───── DATASET RECORDS

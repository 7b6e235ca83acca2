//! In-memory document store
//!
//! Every operation runs under one lock, so each update is applied to a
//! document as a unit: either all of its push/inc/set operations land or
//! none do.

use std::collections::HashMap;
use std::sync::RwLock;

use async_trait::async_trait;
use serde_json::Value;

use crate::core::{EventflowError, Result};
use crate::store::{Document, DocumentStore, Filter, Update, UpdateResult};

/// Document store kept in process memory
#[derive(Debug, Default)]
pub struct MemoryStore {
    collections: RwLock<HashMap<String, Vec<Document>>>,
}

impl MemoryStore {
    pub fn new() -> Self {
        Self::default()
    }

    /// Number of documents in a collection
    pub fn count(&self, collection: &str) -> usize {
        self.collections
            .read()
            .map(|c| c.get(collection).map(Vec::len).unwrap_or(0))
            .unwrap_or(0)
    }

    fn poisoned() -> EventflowError {
        EventflowError::store("memory store lock poisoned")
    }
}

#[async_trait]
impl DocumentStore for MemoryStore {
    async fn find_one(&self, collection: &str, filter: &Filter) -> Result<Option<Document>> {
        let collections = self.collections.read().map_err(|_| Self::poisoned())?;
        Ok(collections
            .get(collection)
            .and_then(|docs| docs.iter().find(|d| filter.matches(d)))
            .cloned())
    }

    async fn insert_one(&self, collection: &str, mut document: Document) -> Result<String> {
        let id = match document.get("_id").and_then(Value::as_str) {
            Some(id) => id.to_string(),
            None => {
                let id = uuid::Uuid::new_v4().to_string();
                document.insert("_id".to_string(), Value::String(id.clone()));
                id
            }
        };

        let mut collections = self.collections.write().map_err(|_| Self::poisoned())?;
        let docs = collections.entry(collection.to_string()).or_default();
        if docs
            .iter()
            .any(|d| d.get("_id").and_then(Value::as_str) == Some(id.as_str()))
        {
            return Err(EventflowError::store(format!("duplicate _id '{}'", id)));
        }
        docs.push(document);
        Ok(id)
    }

    async fn update_one(
        &self,
        collection: &str,
        filter: &Filter,
        update: &Update,
        upsert: bool,
    ) -> Result<UpdateResult> {
        let mut collections = self.collections.write().map_err(|_| Self::poisoned())?;
        let docs = collections.entry(collection.to_string()).or_default();

        if let Some(existing) = docs.iter_mut().find(|d| filter.matches(d)) {
            // apply to a copy so a failing operation leaves the document untouched
            let mut updated = existing.clone();
            apply_update(&mut updated, update, false)?;
            let modified = updated != *existing;
            *existing = updated;
            return Ok(UpdateResult {
                matched: 1,
                modified: u64::from(modified),
                upserted_id: None,
            });
        }

        if !upsert {
            return Ok(UpdateResult::default());
        }

        let mut document = Document::new();
        for (path, value) in filter.conditions() {
            set_path(&mut document, path, value.clone())?;
        }
        apply_update(&mut document, update, true)?;

        let id = uuid::Uuid::new_v4().to_string();
        document.insert("_id".to_string(), Value::String(id.clone()));
        docs.push(document);

        Ok(UpdateResult {
            matched: 0,
            modified: 0,
            upserted_id: Some(id),
        })
    }
}

fn apply_update(document: &mut Document, update: &Update, inserting: bool) -> Result<()> {
    if inserting {
        for (path, value) in &update.set_on_insert {
            set_path(document, path, value.clone())?;
        }
    }

    for (path, value) in &update.set {
        set_path(document, path, value.clone())?;
    }

    for (path, by) in &update.inc {
        let slot = slot_mut(document, path)?;
        let current = match slot {
            Value::Null => 0,
            Value::Number(n) => n.as_i64().ok_or_else(|| {
                EventflowError::store(format!("cannot increment non-integer field '{}'", path))
            })?,
            _ => {
                return Err(EventflowError::store(format!(
                    "cannot increment non-numeric field '{}'",
                    path
                )))
            }
        };
        *slot = Value::from(current + by);
    }

    for (path, values) in &update.push {
        let slot = slot_mut(document, path)?;
        match slot {
            Value::Null => *slot = Value::Array(values.clone()),
            Value::Array(items) => items.extend(values.iter().cloned()),
            _ => {
                return Err(EventflowError::store(format!(
                    "cannot push to non-array field '{}'",
                    path
                )))
            }
        }
    }

    Ok(())
}

fn set_path(document: &mut Document, path: &str, value: Value) -> Result<()> {
    *slot_mut(document, path)? = value;
    Ok(())
}

/// Walk a dotted path, creating intermediate objects; missing leaves start as null
fn slot_mut<'a>(document: &'a mut Document, path: &str) -> Result<&'a mut Value> {
    let mut parts = path.split('.');
    let first = parts
        .next()
        .filter(|p| !p.is_empty())
        .ok_or_else(|| EventflowError::store("empty field path"))?;

    let mut current = document.entry(first.to_string()).or_insert(Value::Null);
    for part in parts {
        if current.is_null() {
            *current = Value::Object(Document::new());
        }
        current = match current {
            Value::Object(map) => map.entry(part.to_string()).or_insert(Value::Null),
            _ => {
                return Err(EventflowError::store(format!(
                    "field path '{}' crosses a non-object value",
                    path
                )))
            }
        };
    }
    Ok(current)
}

#[cfg(test)]
mod tests {
    use super::*;
    use crate::store::get_path;
    use serde_json::json;
    use std::sync::Arc;

    #[tokio::test]
    async fn test_upsert_creates_document_from_filter() {
        let store = MemoryStore::new();
        let result = store
            .update_one(
                "event_food",
                &Filter::eq("event_id", "e1"),
                &Update::new()
                    .push_each("menu_items", vec![json!({"name": "Soup"})])
                    .inc("summary.menu_item_count", 1)
                    .set_on_insert("user_id", "u1"),
                true,
            )
            .await
            .unwrap();
        assert!(result.upserted_id.is_some());

        let doc = store
            .find_one("event_food", &Filter::eq("event_id", "e1"))
            .await
            .unwrap()
            .unwrap();
        assert_eq!(doc["menu_items"], json!([{"name": "Soup"}]));
        assert_eq!(get_path(&doc, "summary.menu_item_count"), Some(&json!(1)));
        assert_eq!(doc["user_id"], "u1");
    }

    #[tokio::test]
    async fn test_set_on_insert_ignored_for_existing() {
        let store = MemoryStore::new();
        let filter = Filter::eq("event_id", "e1");
        let update = Update::new().set_on_insert("user_id", "first").inc("n", 1);
        store.update_one("c", &filter, &update, true).await.unwrap();

        let update = Update::new().set_on_insert("user_id", "second").inc("n", 1);
        let result = store.update_one("c", &filter, &update, true).await.unwrap();
        assert_eq!(result.matched, 1);

        let doc = store.find_one("c", &filter).await.unwrap().unwrap();
        assert_eq!(doc["user_id"], "first");
        assert_eq!(doc["n"], 2);
    }

    #[tokio::test]
    async fn test_failed_update_leaves_document_untouched() {
        let store = MemoryStore::new();
        let filter = Filter::eq("event_id", "e1");
        store
            .update_one("c", &filter, &Update::new().set("menu_items", "oops"), true)
            .await
            .unwrap();

        let bad = Update::new()
            .inc("count", 1)
            .push_each("menu_items", vec![json!(1)]);
        assert!(store.update_one("c", &filter, &bad, false).await.is_err());

        let doc = store.find_one("c", &filter).await.unwrap().unwrap();
        assert!(doc.get("count").is_none());
    }

    #[tokio::test]
    async fn test_no_upsert_without_match() {
        let store = MemoryStore::new();
        let result = store
            .update_one("c", &Filter::eq("k", 1), &Update::new().inc("n", 1), false)
            .await
            .unwrap();
        assert_eq!(result, UpdateResult::default());
        assert_eq!(store.count("c"), 0);
    }

    #[tokio::test]
    async fn test_concurrent_pushes_are_not_lost() {
        let store = Arc::new(MemoryStore::new());
        let mut handles = Vec::new();
        for i in 0..16 {
            let store = store.clone();
            handles.push(tokio::spawn(async move {
                store
                    .update_one(
                        "event_food",
                        &Filter::eq("event_id", "shared"),
                        &Update::new()
                            .push_each("menu_items", vec![json!({"name": format!("dish {}", i)})])
                            .inc("summary.menu_item_count", 1),
                        true,
                    )
                    .await
            }));
        }
        for handle in handles {
            handle.await.unwrap().unwrap();
        }

        assert_eq!(store.count("event_food"), 1);
        let doc = store
            .find_one("event_food", &Filter::eq("event_id", "shared"))
            .await
            .unwrap()
            .unwrap();
        assert_eq!(doc["menu_items"].as_array().unwrap().len(), 16);
        assert_eq!(get_path(&doc, "summary.menu_item_count"), Some(&json!(16)));
    }

    #[tokio::test]
    async fn test_insert_assigns_ids() {
        let store = MemoryStore::new();
        let id = store.insert_one("licenses", Document::new()).await.unwrap();
        assert!(!id.is_empty());

        let mut doc = Document::new();
        doc.insert("_id".into(), json!(id.clone()));
        assert!(store.insert_one("licenses", doc).await.is_err());
    }
}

──────────

* **WHAT YOU ARE ASKED TO DO**
Could you reproduce exactly the lines of the entries above, from the one with "assert!(result.upserted_id.is_some());" through the one with "assert_eq!(result.matched, 1);", and nothing else?

* **RESULT**
        assert!(result.upserted_id.is_some());

        let doc = store
            .find_one("event_food", &Filter::eq("event_id", "e1"))
            .await
            .unwrap()
            .unwrap();
        assert_eq!(doc["menu_items"], json!([{"name": "Soup"}]));
        assert_eq!(get_path(&doc, "summary.menu_item_count"), Some(&json!(1)));
        assert_eq!(doc["user_id"], "u1");
    }

    #[tokio::test]
    async fn test_set_on_insert_ignored_for_existing() {
        let store = MemoryStore::new();
        let filter = Filter::eq("event_id", "e1");
        let update = Update::new().set_on_insert("user_id", "first").inc("n", 1);
        store.update_one("c", &filter, &update, true).await.unwrap();

        let update = Update::new().set_on_insert("user_id", "second").inc("n", 1);
        let result = store.update_one("c", &filter, &update, true).await.unwrap();
        assert_eq!(result.matched, 1);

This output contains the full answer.